[Dataset Boundary: Start]

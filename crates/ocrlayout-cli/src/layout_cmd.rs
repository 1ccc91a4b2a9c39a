use std::fs;
use std::path::Path;

use ocrlayout::ocrlayout_core::normalize_fragment_text;
use ocrlayout::{Fragment, LayoutOptions, Rect, assemble_document};
use serde::Deserialize;

use crate::cli::OutputFormat;

/// One recognized fragment as it appears in the input file: page-pixel
/// coordinates, top-left origin.
#[derive(Debug, Deserialize)]
struct InputFragment {
    text: String,
    #[serde(default = "full_confidence")]
    confidence: f64,
    x: f64,
    y: f64,
    width: f64,
    height: f64,
}

fn full_confidence() -> f64 {
    1.0
}

pub fn run(
    file: &Path,
    format: &OutputFormat,
    y_tolerance: f64,
    min_confidence: f64,
) -> Result<(), i32> {
    let data = fs::read_to_string(file).map_err(|e| {
        eprintln!("Error reading {}: {e}", file.display());
        1
    })?;

    let pages: Vec<Vec<InputFragment>> = serde_json::from_str(&data).map_err(|e| {
        eprintln!("Error parsing {}: {e}", file.display());
        1
    })?;

    let options = LayoutOptions {
        y_tolerance,
        minimum_confidence: min_confidence,
        ..LayoutOptions::default()
    };

    let fragment_pages = pages.into_iter().map(|page| {
        page.into_iter()
            .filter(|f| f.confidence >= min_confidence)
            .filter_map(|f| {
                let text = normalize_fragment_text(&f.text);
                if text.trim().is_empty() {
                    return None;
                }
                Some(Fragment::new(
                    text,
                    Rect::from_origin_size(f.x, f.y, f.width, f.height),
                ))
            })
            .collect::<Vec<_>>()
    });

    let text = assemble_document(fragment_pages, &options);

    match format {
        OutputFormat::Text => println!("{text}"),
        OutputFormat::Json => {
            let obj = serde_json::json!({ "text": text });
            println!("{}", serde_json::to_string(&obj).map_err(|_| 1)?);
        }
    }

    Ok(())
}
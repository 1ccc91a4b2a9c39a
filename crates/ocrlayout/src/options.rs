use ocrlayout_core::SpacingOptions;

/// Options for document text extraction.
#[derive(Debug, Clone)]
pub struct LayoutOptions {
    /// Rasterization scale factor passed to the page rasterizer. Higher
    /// improves recognition fidelity at the cost of processing time.
    /// Spacing thresholds are calibrated against this default; see
    /// [`SpacingOptions`].
    pub scale: f64,
    /// Vertical pixel tolerance for clustering fragments into rows.
    pub y_tolerance: f64,
    /// Whether the recognition engine applies its own language-level
    /// correction. The fixed-rule normalization pass always runs,
    /// independently of this flag.
    pub enable_text_correction: bool,
    /// Fragments with recognition confidence below this are discarded
    /// before layout.
    pub minimum_confidence: f64,
    /// Gap thresholds for column spacing classification.
    pub spacing: SpacingOptions,
}

impl Default for LayoutOptions {
    fn default() -> Self {
        Self {
            scale: 2.0,
            y_tolerance: 10.0,
            enable_text_correction: true,
            minimum_confidence: 0.5,
            spacing: SpacingOptions::default(),
        }
    }
}
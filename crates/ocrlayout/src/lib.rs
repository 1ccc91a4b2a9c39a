//! ocrlayout: Reconstruct layout-preserving plain text from OCR output.
//!
//! Recognition engines return scattered, unordered text fragments with
//! bounding boxes. This crate groups them into top-to-bottom rows, infers
//! column boundaries from horizontal gaps, and renders a plain-text document
//! that visually approximates the source page's rows and columns.
//!
//! # Architecture
//!
//! - **ocrlayout-core**: Engine-independent data types and layout algorithms
//! - **ocrlayout** (this crate): Capability traits for the external
//!   rasterizer/recognizer, the page assembler, and the document pipeline
//!
//! Rasterization and recognition are pluggable [`PageRasterizer`] /
//! [`TextRecognizer`] implementations, so the layout core can be exercised
//! with synthetic fragment data and no real image pipeline.
//!
//! # Example
//!
//! ```ignore
//! let source = MyPdfSource::new(path);
//! let recognizer = MyVisionRecognizer::new();
//! let text = ocrlayout::extract_document_text(&source, &recognizer, &LayoutOptions::default());
//! ```

pub use ocrlayout_core;

pub mod options;
pub mod pipeline;
pub mod recognize;

pub use ocrlayout_core::{
    Fragment, NormalizedRect, OcrError, Rect, Row, SpacingClass, SpacingOptions,
};

pub use options::LayoutOptions;
pub use pipeline::{
    assemble_document, assemble_page, extract_document_text, page_fragments,
    try_extract_document_text,
};
#[cfg(feature = "parallel")]
pub use pipeline::try_extract_document_text_parallel;
pub use recognize::{DocumentSource, PageImage, PageRasterizer, RecognizedText, TextRecognizer};
mod cli;
mod layout_cmd;

use clap::Parser;
use cli::Cli;

fn main() {
    let cli = Cli::parse();

    let result = match cli.command {
        cli::Commands::Layout {
            ref file,
            ref format,
            y_tolerance,
            min_confidence,
        } => layout_cmd::run(file, format, y_tolerance, min_confidence),
    };

    if let Err(code) = result {
        std::process::exit(code);
    }
}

[Dataset Boundary: End]

- **Instructions for the task**
Determine how many lines in the records include the string "OutputFormat". Only that number should be given.

- **Task solution**
4